O estado emocional de pais e mães é essencial para o bem-estar da família. No entanto, as investigações longitudinais específicas sobre o humor deprimido pós-parto dos homens ainda são limitadas. Para apresentar uma nova perspectiva, pesquisadores da Tailândia desenvolveram o estudo ‘Differential trajectories of parents’ postpartum depressed mood: A latent class growth analysis approach‘, com objetivo de identificar as tipologias de trajetórias de sintomas depressivos. O experimento foi realizado durante o primeiro ano pós-parto entre pais taiwaneses.

Para o estudo, os pesquisadores utilizaram dados do projeto ‘Crianças em Taiwan: Estudo Longitudinal Nacional de Desenvolvimento e Cuidado Infantil’. Um total de 396 pais que completaram pelo menos uma de três entrevistas quando os filhos tinham 3, 6 e 12 meses de idade foram incluídos na análise condicional. O objetivo foi identificar as classificações das trajetórias de humor deprimido dos pais no primeiro ano pós-parto.

O humor deprimido foi medido por questionários em que as respostas recebiam pontuação de 1 a 4. A partir dos dados, foram identificadas três classes de trajetórias de humor deprimido: 11% com alto crescimento, 28% com aumento moderado e 61% com baixa diminuição. “As covariáveis ​​propostas incluíram escolaridade do pai, renda familiar mensal, ser pai pela primeira vez, apoio percebido, estresse financeiro e satisfação conjugal”, apontam os autores.

Resultados

De acordo com os autores, o resultado pode estar relacionado com a diferença nos papéis de gênero e expectativas sociais e financeiras. Os achados do estudo indicaram, por exemplo, que houve diferenças individuais na progressão do humor deprimido associado à paternidade e que as inclinações para turmas com pontuações iniciais mais baixas foram estáveis. “Embora a maioria dos pais raramente se sentisse deprimida quando os filhos nasceram, alguns relataram que houve intensidade dos sintomas com o tempo”, descrevem.
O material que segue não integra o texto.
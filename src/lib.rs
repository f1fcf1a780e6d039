//! Printbooth: print-accurate photo booth layout and composition for Tauri applications
//!
//! A booth run picks a template, captures a fixed number of photos, picks a
//! background and exports a composited strip at 300 DPI. Every placement on
//! screen and on paper comes from one layout law, so the live preview and the
//! printed strip are the same geometry at different scales.
//!
//! # Features
//! - Fixed physical templates (grid, collage, strip, landscape)
//! - Responsive canvas and thumbnail sizing for any viewport and orientation
//! - Countdown capture sessions over the desktop camera
//! - Print-resolution composition and album export
//! - Headless CLI behind the `headless` feature
//!
//! # Usage
//! Add this to your `Cargo.toml`:
//! ```toml
//! [dependencies]
//! printbooth = "0.1"
//! tauri = { version = "2.0", features = ["protocol-asset"] }
//! ```
//!
//! Then in your Tauri app:
//! ```rust,ignore
//! fn main() {
//!     tauri::Builder::default()
//!         .plugin(printbooth::init())
//!         .run(tauri::generate_context!())
//!         .expect("error while running tauri application");
//! }
//! ```
pub mod background;
pub mod camera;
pub mod capability;
pub mod commands;
pub mod compositor;
pub mod config;
pub mod errors;
pub mod export;
pub mod invariant_ppt;
pub mod layout;
pub mod params;
pub mod permissions;
pub mod session;
pub mod sizing;
pub mod storage;
pub mod templates;
pub mod units;

#[cfg(feature = "headless")]
pub mod headless;

// Testing utilities - synthetic photos and capability fakes for offline testing
pub mod testing;

// Re-exports for convenience
pub use background::{BackgroundChoice, HexColor};
pub use capability::{Camera, FileStore, Gallery, ImageHandle, Rasterizer, Sharer};
pub use compositor::{CompositionScene, ImageCompositor};
pub use config::BoothConfig;
pub use errors::BoothError;
pub use layout::{fill_slots, layout_slots, SlotPlacement, SlotRole};
pub use params::FlowParams;
pub use session::{CaptureSession, CaptureState, CapturedPhoto};
pub use sizing::{compute_canvas_display_size, DisplayGeometry, Orientation, Viewport};
pub use templates::{get_template, list_templates, Template, TemplateRegistry};
pub use units::cm_to_px;

use tauri::{
    plugin::{Builder, TauriPlugin},
    Runtime,
};

/// Initialize the Printbooth plugin with all commands
pub fn init<R: Runtime>() -> TauriPlugin<R> {
    // Fit checks run here, not on the first template request.
    let catalog = templates::registry();
    log::info!("Printbooth serving {} template(s)", catalog.list().len());

    Builder::new("printbooth")
        .invoke_handler(tauri::generate_handler![
            // Template and picker commands
            commands::templates::list_templates,
            commands::templates::get_template,
            commands::templates::get_template_thumbnail_size,
            commands::templates::list_backgrounds,
            commands::templates::get_background_swatch_size,
            // Layout and flow commands
            commands::layout::update_viewport,
            commands::layout::get_canvas_preview,
            commands::layout::parse_flow_params,
            commands::layout::select_background_preset,
            commands::layout::apply_custom_color,
            commands::layout::get_background_choice,
            commands::layout::validate_hex_color,
            // Permission commands
            commands::permissions::request_camera_permission,
            commands::permissions::check_camera_permission_status,
            // Capture session commands
            commands::session::start_capture_session,
            commands::session::capture_next_photo,
            commands::session::get_capture_state,
            commands::session::get_session_snapshot,
            commands::session::end_capture_session,
            commands::session::reset_capture_session,
            // Export commands
            commands::export::download_photo_strip,
            commands::export::download_individual_photos,
            commands::export::is_downloading,
            commands::export::share_result,
            // Configuration commands
            commands::config::get_config,
            commands::config::update_config,
            commands::config::reset_config,
            commands::config::get_branding,
        ])
        .build()
}

/// Initialize logging for the booth
pub fn init_logging() {
    if std::env::var("RUST_LOG").is_err() {
        std::env::set_var("RUST_LOG", "printbooth=info");
    }
    let _ = env_logger::try_init();
}

/// Version information
pub const VERSION: &str = env!("CARGO_PKG_VERSION");
pub const NAME: &str = env!("CARGO_PKG_NAME");
pub const DESCRIPTION: &str = env!("CARGO_PKG_DESCRIPTION");

/// Get crate information
pub fn get_info() -> CrateInfo {
    CrateInfo {
        name: NAME.to_string(),
        version: VERSION.to_string(),
        description: DESCRIPTION.to_string(),
        templates: templates::list_templates()
            .iter()
            .map(|t| t.id.clone())
            .collect(),
    }
}

/// Crate information structure
#[derive(Debug, Clone, serde::Serialize, serde::Deserialize)]
pub struct CrateInfo {
    pub name: String,
    pub version: String,
    pub description: String,
    pub templates: Vec<String>,
}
Os resultados mostram, ainda, que a heterogeneidade nas trajetórias de humor deprimido dos pais é semelhante aos resultados encontrados nas mães. Entretanto, as mulheres que apresentaram sintomas depressivos no início do pós-parto eram mais propensas a desenvolver, futuramente, depressão crônica. Além disso, houve correlação entre o estresse financeiro e as tipologias de trajetórias de humor deprimido entre os pais avaliados.

Dificuldades econômicas

Ao aplicar o modelo de estresse familiar, os autores notaram que as dificuldades econômicas poderiam causar uma maior pressão, intensificando o sofrimento psicológico. Por outro lado, os cientistas descrevem que, embora o apoio e a satisfação conjugal sejam apontados como fortes preditores de sintomas depressivos maternos, o mesmo não se aplica aos pais. “A resposta é cultural, já que em Taiwan, na tradicional divisão do trabalho doméstico e papéis de gênero, os pais são os provedores, enquanto as mães são as principais cuidadoras nas famílias”, detalham.

De acordo com os autores, apesar dos achados ainda existem limitações no estudo. “O tamanho e perfil da amostra limitam o poder desta análise. Além disso, não foi possível analisar o nível de humor dos pais antes do parto, ou seja, a presença de pensamentos depressivos pré-existentes”, acentuam. Assim, embora a abordagem tenha capturado o tema de interesse, foi menos sensível se comparada a um questionário com questões mais amplas.  O artigo foi publicado em 2023 no Journal of Clinical Oncology.